Jerry (like so many people today) found him self asking, 'Why me?' But he says he finally decided that he had to find a way to gain hope every day. "You open your eyes and you can see there's something here that's more than just me." He says that as he matured, "I came to understand life is to be lived no matter where you are."
A few years ago, when Jerry was 48, he was released on parole as a registered sex offender, requiring him to wear an electronic monitoring device at all times and prohibiting him from answering his door on Halloween or leaving his job for lunch. He continued to attend required sex offender classes, and every time when introducing himself he stated, "My name is Jerry Miller, and I am innocent of the crime of which I am accused."

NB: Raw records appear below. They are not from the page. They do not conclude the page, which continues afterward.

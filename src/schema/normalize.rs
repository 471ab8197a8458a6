//! Sample-to-table normalization.
//!
//! Row samples are heterogeneous: files may disagree on columns, and short
//! rows omit trailing keys. Type guessing works on a single rectangular CSV
//! table, so the samples are rewritten under one header: the union of all
//! keys in order of first appearance. That order is also the key order of the
//! resulting schema.

use indexmap::IndexSet;
use serde_json::Value;
use snafu::prelude::*;
use std::borrow::Cow;

use crate::error::{InferenceError, SampleFlushSnafu, SampleWriteSnafu};
use crate::types::RowSample;

/// The de-duplicated union of all sample keys, first occurrence first.
pub fn header_set(samples: &[RowSample]) -> IndexSet<&str> {
    samples
        .iter()
        .flat_map(|sample| sample.keys())
        .map(String::as_str)
        .collect()
}

/// Render a scalar the way it appears in a CSV cell.
///
/// Missing values and nulls become empty cells.
fn cell(value: Option<&Value>) -> Cow<'_, str> {
    match value {
        None | Some(Value::Null) => Cow::Borrowed(""),
        Some(Value::String(s)) => Cow::Borrowed(s.as_str()),
        Some(other) => Cow::Owned(other.to_string()),
    }
}

/// Write samples as a CSV table under the unified header.
///
/// Sample order is row order. Trailing line terminators are stripped so the
/// table never ends in an artifact blank row. No samples at all yields an
/// empty buffer.
pub fn samples_to_table(samples: &[RowSample]) -> Result<Vec<u8>, InferenceError> {
    let header = header_set(samples);
    if header.is_empty() {
        return Ok(Vec::new());
    }

    let mut writer = csv::WriterBuilder::new()
        .has_headers(false)
        .terminator(csv::Terminator::Any(b'\n'))
        .from_writer(Vec::new());

    writer.write_record(&header).context(SampleWriteSnafu)?;
    for sample in samples {
        writer
            .write_record(header.iter().map(|column| cell(sample.get(*column)).into_owned()))
            .context(SampleWriteSnafu)?;
    }

    let mut buffer = writer.into_inner().context(SampleFlushSnafu)?;
    while matches!(buffer.last(), Some(b'\n' | b'\r')) {
        buffer.pop();
    }
    Ok(buffer)
}

#[cfg(test)]
mod tests {
    use super::*;
    use serde_json::json;

    fn sample(pairs: &[(&str, Value)]) -> RowSample {
        pairs
            .iter()
            .map(|(k, v)| (k.to_string(), v.clone()))
            .collect()
    }

    #[test]
    fn test_header_set_first_occurrence_order() {
        let samples = vec![
            sample(&[("b", json!("1")), ("a", json!("2"))]),
            sample(&[("c", json!("3")), ("a", json!("4"))]),
            sample(&[("a", json!("5")), ("d", json!("6")), ("b", json!("7"))]),
        ];

        let header: Vec<&str> = header_set(&samples).into_iter().collect();
        assert_eq!(header, vec!["b", "a", "c", "d"]);
    }

    #[test]
    fn test_missing_columns_become_empty_cells() {
        let samples = vec![
            sample(&[("id", json!("1")), ("name", json!("ann"))]),
            sample(&[("id", json!("2"))]),
            sample(&[("name", json!("cat")), ("id", Value::Null)]),
        ];

        let table = String::from_utf8(samples_to_table(&samples).unwrap()).unwrap();
        assert_eq!(table, "id,name\n1,ann\n2,\n,cat");
    }

    #[test]
    fn test_trailing_terminators_stripped() {
        let samples = vec![sample(&[("id", json!("1"))])];

        let table = samples_to_table(&samples).unwrap();
        assert_eq!(table, b"id\n1");
    }

    #[test]
    fn test_non_string_scalars_rendered() {
        let samples = vec![sample(&[
            ("n", json!(42)),
            ("f", json!(1.5)),
            ("b", json!(true)),
            ("extra", json!(["x", "y"])),
        ])];

        let table = String::from_utf8(samples_to_table(&samples).unwrap()).unwrap();
        assert_eq!(table, "n,f,b,extra\n42,1.5,true,\"[\"\"x\"\",\"\"y\"\"]\"");
    }

    #[test]
    fn test_empty_samples_yield_empty_table() {
        assert!(samples_to_table(&[]).unwrap().is_empty());
        assert!(samples_to_table(&[RowSample::new()]).unwrap().is_empty());
    }
}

Miller was fortunate to have the Innocence Project of New York learn about his case. With their help, DNA testing on semen from the rape proved conclusively that Miller did not commit the crime – and instead implicated another man, Robert Weeks, as the actual perpetrator.
Jerry was one of the first clients of the Life After Innocence Project, which we formed at Loyola University Chicago School of Law, in 2009. The project is designed to help innocent people like Jerry to begin their lives over again after a wrongful conviction (or a not-guilty at the trial level). During the time we've worked together, Jerry has become an amazing friend to me and all of the students. He continually inspires us with his constantly positive outlook. "Look, Laura," he has often said to me. "When it comes down to it, I'm blessed." Life, he has told me, is all in the way you look at it. (To see Jerry's elegance and grace, please check out his appearance on the Colbert Report.)
Jerry filed a lawsuit against the Illinois Crime Lab who wrongfully reported so many years ago that Jerry's DNA was inconclusive. On Friday, the lawsuit was settled, putting an end to Jerry's long, long, long battle. The delightful thing about Jerry, however, is that we all knew he would flourish, we knew he would continue to be an inspiration to us, no matter what situation he found himself in. We congratulate him and we celebrate him. And whenever I'm feeling bitter, Jerry is the face who appears in my mind.
(Post Script-an unofficial celebration will be held for Jerry tonight, February 25, at The District (170 West Ontario), starting at 6. For those in Chicago, join us!)